The preferred medieval method for cooking the fish was frying. They believed it was easier on the digestion, and helped alleviate its harmful effects. Fried fish was prepared by sprinkling it with flour and salt and frying it in sesame oil. Sour based sauces and dips called sibagh صباغ were always offered with fish dishes to further aid the digestion. Vinegar was the basic ingredient used in most of these sauces to which might be added garlic, onion, mint, parsley, mustard, caraway, thyme, raisins, walnuts, almonds coriander, pomegranate seeds, or sumac.
A specialty of the Abbasid Prince Ibrahim bin al-Mahdi (d. 839), half brother of Harun al-Rasheed, was to put a huge live fish in a basin filled with juice of red grapes and leave it there until it drinks as much as possible of the juice. The fish was then cleaned and roasted, and served with sauce (sibagh) made with wine vinegar, parsley, mint, and caraway.

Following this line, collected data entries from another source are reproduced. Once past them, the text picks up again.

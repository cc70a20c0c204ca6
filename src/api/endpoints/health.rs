//! Health check endpoint.

use axum::extract::State;
use axum::Json;
use serde::Serialize;

use crate::api::error::ApiError;
use crate::api::types::ApiContext;
use crate::directory::LoadStatus;

#[derive(Serialize)]
pub struct HealthResponse {
    pub status: &'static str,
    pub load: LoadStatus,
    pub record_count: usize,
    pub version: &'static str,
}

/// `GET /api/health`: connection check for the front end.
pub async fn check(State(ctx): State<ApiContext>) -> Result<Json<HealthResponse>, ApiError> {
    let dir = ctx.lock_directory()?;

    Ok(Json(HealthResponse {
        status: "ok",
        load: dir.status().clone(),
        record_count: dir.records().len(),
        version: crate::config::APP_VERSION,
    }))
}
//! Query state and its shareable page-state representation.
//!
//! `QueryState` is the in-memory selection. `PageState` is the flat
//! string map that survives reloads and sharing (the URL query string).
//! The two convert both ways; a `PageParams` store holds the page side.

use std::collections::BTreeMap;

use serde::{Deserialize, Serialize};

use crate::models::{ConsultationMode, SortOption};

pub const KEY_SEARCH: &str = "search";
pub const KEY_MODE: &str = "mode";
pub const KEY_SPECIALTIES: &str = "specialties";
pub const KEY_SORT: &str = "sort";

/// Canonical key order for query strings.
const KEY_ORDER: [&str; 4] = [KEY_SEARCH, KEY_MODE, KEY_SPECIALTIES, KEY_SORT];

// ═══════════════════════════════════════════════════════════
// QueryState
// ═══════════════════════════════════════════════════════════

/// Current search/filter/sort selection.
#[derive(Debug, Clone, Default, PartialEq, Eq, Serialize, Deserialize)]
pub struct QueryState {
    pub search_text: String,
    pub consultation_mode: Option<ConsultationMode>,
    /// Insertion-ordered, no duplicates.
    pub selected_specialties: Vec<String>,
    pub sort_option: Option<SortOption>,
}

impl QueryState {
    pub fn is_default(&self) -> bool {
        *self == Self::default()
    }

    /// Add the specialty if absent, remove it if present.
    pub fn toggle_specialty(&mut self, specialty: &str) {
        if let Some(pos) = self.selected_specialties.iter().position(|s| s == specialty) {
            self.selected_specialties.remove(pos);
        } else {
            self.selected_specialties.push(specialty.to_string());
        }
    }

    /// Encode non-default fields only. Specialties are comma-joined, so a
    /// specialty containing a comma does not survive the round trip.
    pub fn to_page_state(&self) -> PageState {
        let mut page = PageState::default();
        if !self.search_text.is_empty() {
            page.insert(KEY_SEARCH, &self.search_text);
        }
        if let Some(mode) = self.consultation_mode {
            page.insert(KEY_MODE, mode.as_str());
        }
        if !self.selected_specialties.is_empty() {
            page.insert(KEY_SPECIALTIES, &self.selected_specialties.join(","));
        }
        if let Some(sort) = self.sort_option {
            page.insert(KEY_SORT, sort.as_str());
        }
        page
    }

    /// Absent keys mean defaults. Unrecognised mode or sort values decode to
    /// `None`; empty and repeated specialty segments are dropped.
    pub fn from_page_state(page: &PageState) -> Self {
        let mut selected_specialties: Vec<String> = Vec::new();
        if let Some(joined) = page.get(KEY_SPECIALTIES) {
            for part in joined.split(',').filter(|s| !s.is_empty()) {
                if !selected_specialties.iter().any(|s| s == part) {
                    selected_specialties.push(part.to_string());
                }
            }
        }

        Self {
            search_text: page.get(KEY_SEARCH).unwrap_or_default().to_string(),
            consultation_mode: page.get(KEY_MODE).and_then(|m| m.parse().ok()),
            selected_specialties,
            sort_option: page.get(KEY_SORT).and_then(|s| s.parse().ok()),
        }
    }
}

// ═══════════════════════════════════════════════════════════
// PageState: flat string map
// ═══════════════════════════════════════════════════════════

/// Shareable page-state representation: string keys to string values.
#[derive(Debug, Clone, Default, PartialEq, Eq, Serialize, Deserialize)]
#[serde(transparent)]
pub struct PageState(BTreeMap<String, String>);

impl PageState {
    pub fn get(&self, key: &str) -> Option<&str> {
        self.0.get(key).map(String::as_str)
    }

    pub fn insert(&mut self, key: &str, value: &str) {
        self.0.insert(key.to_string(), value.to_string());
    }

    pub fn len(&self) -> usize {
        self.0.len()
    }

    pub fn is_empty(&self) -> bool {
        self.0.is_empty()
    }

    pub fn iter(&self) -> impl Iterator<Item = (&str, &str)> {
        self.0.iter().map(|(k, v)| (k.as_str(), v.as_str()))
    }

    /// `search=...&mode=...&specialties=...&sort=...`, form-urlencoded.
    /// Known keys come first in canonical order, any others after.
    pub fn to_query_string(&self) -> String {
        let mut serializer = url::form_urlencoded::Serializer::new(String::new());
        for key in KEY_ORDER {
            if let Some(value) = self.get(key) {
                serializer.append_pair(key, value);
            }
        }
        for (key, value) in self.iter() {
            if !KEY_ORDER.contains(&key) {
                serializer.append_pair(key, value);
            }
        }
        serializer.finish()
    }

    /// Parse a query string, with or without the leading `?`.
    /// For repeated keys the last occurrence wins.
    pub fn from_query_string(query: &str) -> Self {
        let query = query.strip_prefix('?').unwrap_or(query);
        let mut page = Self::default();
        for (key, value) in url::form_urlencoded::parse(query.as_bytes()) {
            page.insert(&key, &value);
        }
        page
    }
}

impl FromIterator<(String, String)> for PageState {
    fn from_iter<I: IntoIterator<Item = (String, String)>>(iter: I) -> Self {
        Self(iter.into_iter().collect())
    }
}

// ═══════════════════════════════════════════════════════════
// PageParams: the store behind the page state
// ═══════════════════════════════════════════════════════════

/// Two-way store for the page state (a browser URL, a config value, a test
/// fixture). `replace` swaps the whole map in one step.
pub trait PageParams: Send + Sync {
    fn load(&self) -> PageState;
    fn replace(&mut self, page: PageState);
}

/// In-process page-state store.
#[derive(Debug, Clone, Default)]
pub struct MemoryParams {
    page: PageState,
}

impl MemoryParams {
    pub fn new(page: PageState) -> Self {
        Self { page }
    }

    pub fn from_query_string(query: &str) -> Self {
        Self::new(PageState::from_query_string(query))
    }
}

impl PageParams for MemoryParams {
    fn load(&self) -> PageState {
        self.page.clone()
    }

    fn replace(&mut self, page: PageState) {
        self.page = page;
    }
}
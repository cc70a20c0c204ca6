//! Record normalization: raw feed values → canonical `Practitioner`.
//!
//! Every function here is total. A missing or malformed field resolves to
//! its documented default, never to an error. Each raw field type has exactly
//! one parsing function so the "malformed → default" policy lives in one place.

use std::sync::LazyLock;

use regex::Regex;
use serde_json::Value;
use uuid::Uuid;

use crate::models::{
    ConsultationMode, Practitioner, RawRecord, DEFAULT_RATING, UNKNOWN_LOCATION, UNKNOWN_NAME,
};

/// First contiguous run of ASCII digits in free text ("15 years" → "15").
static DIGIT_RUN: LazyLock<Regex> = LazyLock::new(|| Regex::new(r"[0-9]+").unwrap());

/// Normalize a whole feed, preserving source order and length.
pub fn normalize(raw_records: Vec<Value>) -> Vec<Practitioner> {
    raw_records
        .into_iter()
        .map(|value| normalize_record(RawRecord::from_value(value)))
        .collect()
}

pub fn normalize_record(raw: RawRecord) -> Practitioner {
    Practitioner {
        id: extract_id(&raw.id),
        name: non_empty_string(&raw.name).unwrap_or_else(|| UNKNOWN_NAME.to_string()),
        specialties: extract_specialties(&raw.specialities),
        experience_years: extract_count(&raw.experience),
        fee: extract_count(&raw.fees),
        consultation_modes: extract_modes(&raw.video_consult, &raw.in_clinic),
        rating: DEFAULT_RATING,
        location: non_empty_string(raw.city()).unwrap_or_else(|| UNKNOWN_LOCATION.to_string()),
        picture: non_empty_string(&raw.photo),
    }
}

// ─── Field parsers ───────────────────────────────────────────────────────────

/// Numeric extraction shared by experience and fee.
///
/// Unsigned integers are used verbatim, other non-negative finite numbers
/// are truncated. Strings yield their first digit run. Everything else is 0.
/// Values beyond `u32::MAX` saturate.
pub fn extract_count(value: &Value) -> u32 {
    match value {
        Value::Number(n) => {
            if let Some(u) = n.as_u64() {
                saturate(u)
            } else {
                match n.as_f64() {
                    Some(f) if f.is_finite() && f >= 0.0 => {
                        if f >= u32::MAX as f64 {
                            u32::MAX
                        } else {
                            f.trunc() as u32
                        }
                    }
                    _ => 0,
                }
            }
        }
        Value::String(s) => match DIGIT_RUN.find(s) {
            Some(m) => m.as_str().parse::<u64>().map(saturate).unwrap_or(u32::MAX),
            None => 0,
        },
        _ => 0,
    }
}

/// Names of the specialty objects, empty names dropped.
pub fn extract_specialties(value: &Value) -> Vec<String> {
    match value {
        Value::Array(items) => items
            .iter()
            .filter_map(|item| item.get("name").and_then(non_empty_string))
            .collect(),
        _ => Vec::new(),
    }
}

/// Video before clinic; each flag tested independently.
pub fn extract_modes(video_flag: &Value, clinic_flag: &Value) -> Vec<ConsultationMode> {
    let mut modes = Vec::with_capacity(2);
    if is_truthy(video_flag) {
        modes.push(ConsultationMode::VideoConsult);
    }
    if is_truthy(clinic_flag) {
        modes.push(ConsultationMode::InClinic);
    }
    modes
}

/// Source id, or a generated placeholder. Placeholders are unique within a
/// load but change across reloads.
pub fn extract_id(value: &Value) -> String {
    match value {
        Value::String(s) if !s.is_empty() => s.clone(),
        Value::Number(n) if is_truthy(value) => n.to_string(),
        _ => format!("generated-{}", Uuid::new_v4()),
    }
}

/// Loose truthiness of the feed's flag fields.
pub fn is_truthy(value: &Value) -> bool {
    match value {
        Value::Null => false,
        Value::Bool(b) => *b,
        Value::Number(n) => n.as_f64().map(|f| f != 0.0 && !f.is_nan()).unwrap_or(false),
        Value::String(s) => !s.is_empty(),
        Value::Array(_) | Value::Object(_) => true,
    }
}

fn non_empty_string(value: &Value) -> Option<String> {
    match value {
        Value::String(s) if !s.is_empty() => Some(s.clone()),
        _ => None,
    }
}

fn saturate(n: u64) -> u32 {
    u32::try_from(n).unwrap_or(u32::MAX)
}
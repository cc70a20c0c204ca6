pub mod api;
pub mod config;
pub mod directory;
pub mod engine;
pub mod facets;
pub mod fetch;
pub mod models;
pub mod normalize;
pub mod query_state;

use tracing_subscriber::EnvFilter;

use crate::api::ApiContext;
use crate::directory::Directory;
use crate::fetch::RecordClient;
use crate::query_state::MemoryParams;

/// Start the directory: load settings, fetch records, serve until Ctrl-C.
pub async fn run() -> anyhow::Result<()> {
    // Initialize tracing
    tracing_subscriber::fmt()
        .with_env_filter(
            EnvFilter::try_from_default_env()
                .unwrap_or_else(|_| EnvFilter::new(config::default_log_filter())),
        )
        .init();

    tracing::info!("{} starting v{}", config::APP_NAME, config::APP_VERSION);

    let settings = config::Settings::from_env()?;
    tracing::info!(source = %settings.source_url, bind = %settings.bind_addr, "Settings loaded");

    // Seed from a shared link, if one was passed in.
    let mut directory = Directory::new(Box::new(MemoryParams::from_query_string(
        &settings.initial_query,
    )));
    directory.subscribe(Box::new(|view| {
        tracing::debug!(
            total = view.total,
            suggestions = view.suggestions.len(),
            page_query = %view.page_query,
            "View updated"
        );
    }));

    let ctx = ApiContext::new(directory, RecordClient::new(&settings.source_url));
    ctx.spawn_load()?;

    let mut server = api::start_server(ctx.clone(), settings.bind_addr).await?;
    tracing::info!(addr = %server.session.server_addr, "Listening");

    tokio::signal::ctrl_c().await?;
    tracing::info!("Shutdown requested");

    ctx.cancel_load();
    server.shutdown();
    Ok(())
}
use std::net::SocketAddr;

/// Application-level constants
pub const APP_NAME: &str = "Doctor Directory";
pub const APP_VERSION: &str = env!("CARGO_PKG_VERSION");

/// Practitioner feed fetched on startup.
pub const DEFAULT_SOURCE_URL: &str = "https://srijandubey.github.io/campus-api-mock/SRM-C1-25.json";

/// Loopback only; the front end runs on the same machine.
pub const DEFAULT_BIND_ADDR: &str = "127.0.0.1:8787";

pub const ENV_SOURCE_URL: &str = "DOCTOR_DIRECTORY_SOURCE_URL";
pub const ENV_BIND_ADDR: &str = "DOCTOR_DIRECTORY_BIND";
pub const ENV_INITIAL_QUERY: &str = "DOCTOR_DIRECTORY_QUERY";

/// Log filter used when `RUST_LOG` is unset.
pub fn default_log_filter() -> &'static str {
    "doctor_directory_lib=info,doctor_directory=info,tower_http=warn"
}

/// Runtime settings, resolved from the environment.
#[derive(Debug, Clone, PartialEq, Eq)]
pub struct Settings {
    pub source_url: String,
    pub bind_addr: SocketAddr,
    /// Page-state query string the directory starts from.
    pub initial_query: String,
}

#[derive(Debug, thiserror::Error)]
pub enum ConfigError {
    #[error("Invalid {key}: {value} ({reason})")]
    Invalid {
        key: &'static str,
        value: String,
        reason: String,
    },
}

impl Settings {
    pub fn from_env() -> Result<Self, ConfigError> {
        Self::from_lookup(|key| std::env::var(key).ok())
    }

    /// Resolve settings through `lookup`, falling back to defaults.
    pub fn from_lookup(lookup: impl Fn(&str) -> Option<String>) -> Result<Self, ConfigError> {
        let source_url = lookup(ENV_SOURCE_URL)
            .filter(|v| !v.trim().is_empty())
            .unwrap_or_else(|| DEFAULT_SOURCE_URL.to_string());
        url::Url::parse(&source_url).map_err(|e| ConfigError::Invalid {
            key: ENV_SOURCE_URL,
            value: source_url.clone(),
            reason: e.to_string(),
        })?;

        let bind_raw = lookup(ENV_BIND_ADDR)
            .filter(|v| !v.trim().is_empty())
            .unwrap_or_else(|| DEFAULT_BIND_ADDR.to_string());
        let bind_addr = bind_raw.parse().map_err(|e: std::net::AddrParseError| ConfigError::Invalid {
            key: ENV_BIND_ADDR,
            value: bind_raw.clone(),
            reason: e.to_string(),
        })?;

        Ok(Self {
            source_url,
            bind_addr,
            initial_query: lookup(ENV_INITIAL_QUERY).unwrap_or_default(),
        })
    }
}

#[cfg(test)]
mod tests {
    use super::*;
    use std::collections::HashMap;

    fn lookup_from(pairs: &[(&str, &str)]) -> impl Fn(&str) -> Option<String> {
        let map: HashMap<String, String> = pairs
            .iter()
            .map(|(k, v)| (k.to_string(), v.to_string()))
            .collect();
        move |key| map.get(key).cloned()
    }

    #[test]
    fn defaults_when_environment_empty() {
        let settings = Settings::from_lookup(lookup_from(&[])).unwrap();
        assert_eq!(settings.source_url, DEFAULT_SOURCE_URL);
        assert_eq!(settings.bind_addr.to_string(), DEFAULT_BIND_ADDR);
        assert!(settings.initial_query.is_empty());
    }

    #[test]
    fn overrides_are_applied() {
        let settings = Settings::from_lookup(lookup_from(&[
            (ENV_SOURCE_URL, "http://localhost:9000/doctors.json"),
            (ENV_BIND_ADDR, "0.0.0.0:9999"),
            (ENV_INITIAL_QUERY, "sort=fees"),
        ]))
        .unwrap();
        assert_eq!(settings.source_url, "http://localhost:9000/doctors.json");
        assert_eq!(settings.bind_addr.port(), 9999);
        assert_eq!(settings.initial_query, "sort=fees");
    }

    #[test]
    fn invalid_bind_address_is_rejected() {
        let err = Settings::from_lookup(lookup_from(&[(ENV_BIND_ADDR, "localhost")])).unwrap_err();
        assert!(err.to_string().contains(ENV_BIND_ADDR));
    }

    #[test]
    fn invalid_source_url_is_rejected() {
        let err = Settings::from_lookup(lookup_from(&[(ENV_SOURCE_URL, "not a url")])).unwrap_err();
        assert!(err.to_string().contains(ENV_SOURCE_URL));
    }

    #[test]
    fn app_version_matches_cargo() {
        assert_eq!(APP_VERSION, "0.1.0");
    }
}
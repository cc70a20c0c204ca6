//! Remote record fetch.
//!
//! One GET to the feed, raced against a `CancellationToken`. A non-2xx
//! status, an unreadable body or a non-array payload is a failure; anything
//! inside the array is normalized and never fails.

use serde_json::Value;
use tokio_util::sync::CancellationToken;

use crate::directory::{Directory, LoadTicket};
use crate::models::Practitioner;
use crate::normalize::normalize;

/// Shown when the feed could not be fetched.
pub const FETCH_FAILED_MESSAGE: &str = "Failed to load doctors. Please try again.";

/// Shown when the feed parsed but was not a list.
pub const SHAPE_FAILED_MESSAGE: &str = "Invalid data format received from API";

#[derive(Debug, thiserror::Error)]
pub enum FetchError {
    #[error("Cannot reach record source: {0}")]
    Network(String),
    #[error("Record source returned HTTP {status}")]
    Status { status: u16 },
    #[error("Record source returned unreadable JSON: {0}")]
    Decode(String),
    #[error("Record source returned {found} instead of an array")]
    Shape { found: &'static str },
    #[error("Fetch cancelled")]
    Cancelled,
}

impl FetchError {
    /// The message surfaced to the user for this failure.
    pub fn user_message(&self) -> &'static str {
        match self {
            FetchError::Shape { .. } => SHAPE_FAILED_MESSAGE,
            _ => FETCH_FAILED_MESSAGE,
        }
    }
}

/// HTTP client for the practitioner feed.
#[derive(Debug, Clone)]
pub struct RecordClient {
    source_url: String,
    client: reqwest::Client,
}

impl RecordClient {
    pub fn new(source_url: &str) -> Self {
        Self {
            source_url: source_url.to_string(),
            client: reqwest::Client::new(),
        }
    }

    pub fn source_url(&self) -> &str {
        &self.source_url
    }

    /// Fetch and normalize the feed. Returns `Cancelled` as soon as the
    /// token fires, dropping the in-flight request.
    pub async fn fetch(&self, cancel: &CancellationToken) -> Result<Vec<Practitioner>, FetchError> {
        tokio::select! {
            biased;
            _ = cancel.cancelled() => Err(FetchError::Cancelled),
            result = self.fetch_uncancelled() => result,
        }
    }

    async fn fetch_uncancelled(&self) -> Result<Vec<Practitioner>, FetchError> {
        let response = self
            .client
            .get(&self.source_url)
            .send()
            .await
            .map_err(|e| FetchError::Network(e.to_string()))?;

        let status = response.status();
        if !status.is_success() {
            return Err(FetchError::Status {
                status: status.as_u16(),
            });
        }

        let payload: Value = response
            .json()
            .await
            .map_err(|e| FetchError::Decode(e.to_string()))?;

        parse_payload(payload)
    }
}

/// Accept only a JSON array; normalize its elements.
pub fn parse_payload(payload: Value) -> Result<Vec<Practitioner>, FetchError> {
    match payload {
        Value::Array(items) => Ok(normalize(items)),
        other => Err(FetchError::Shape {
            found: json_kind(&other),
        }),
    }
}

fn json_kind(value: &Value) -> &'static str {
    match value {
        Value::Null => "null",
        Value::Bool(_) => "a boolean",
        Value::Number(_) => "a number",
        Value::String(_) => "a string",
        Value::Array(_) => "an array",
        Value::Object(_) => "an object",
    }
}

/// Run one full load against `directory`: open a ticket, fetch, then hand
/// the outcome back. A newer load or a cancellation makes this a no-op.
pub async fn load_into(
    directory: &std::sync::Mutex<Directory>,
    client: &RecordClient,
    cancel: &CancellationToken,
) {
    let ticket = match directory.lock() {
        Ok(mut dir) => dir.begin_load(),
        Err(_) => {
            tracing::error!("Directory lock poisoned; load skipped");
            return;
        }
    };
    complete_load(directory, ticket, client, cancel).await;
}

/// Second half of a load whose ticket was already issued.
pub async fn complete_load(
    directory: &std::sync::Mutex<Directory>,
    ticket: LoadTicket,
    client: &RecordClient,
    cancel: &CancellationToken,
) {
    tracing::info!(source = client.source_url(), "Fetching practitioner records");
    let outcome = client.fetch(cancel).await;

    match &outcome {
        Ok(records) => tracing::info!(count = records.len(), "Practitioner records fetched"),
        Err(FetchError::Cancelled) => tracing::info!("Practitioner fetch cancelled"),
        Err(e) => tracing::warn!(error = %e, "Practitioner fetch failed"),
    }

    match directory.lock() {
        Ok(mut dir) => dir.finish_load(ticket, outcome),
        Err(_) => tracing::error!("Directory lock poisoned; load result dropped"),
    }
}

Fish tongues were a treat. Hundreds of them would be cooked as qarees (fish aspic). Another recipe prides itself on baking a fish, which results in a roasted head, poached middle, and fried tail. The recipe ends thus: For each part, prepare a sauce that goes with it, so that nobody would suspect that the whole fish was actually cooked as one piece, God willing (al-Warraq, Chapter 33).
Nowadays, more or less, the same types of fish still swim in the rivers Tigris and Euphrates, mainly shabbout, bunni and gittan (Barbus xanthopterus).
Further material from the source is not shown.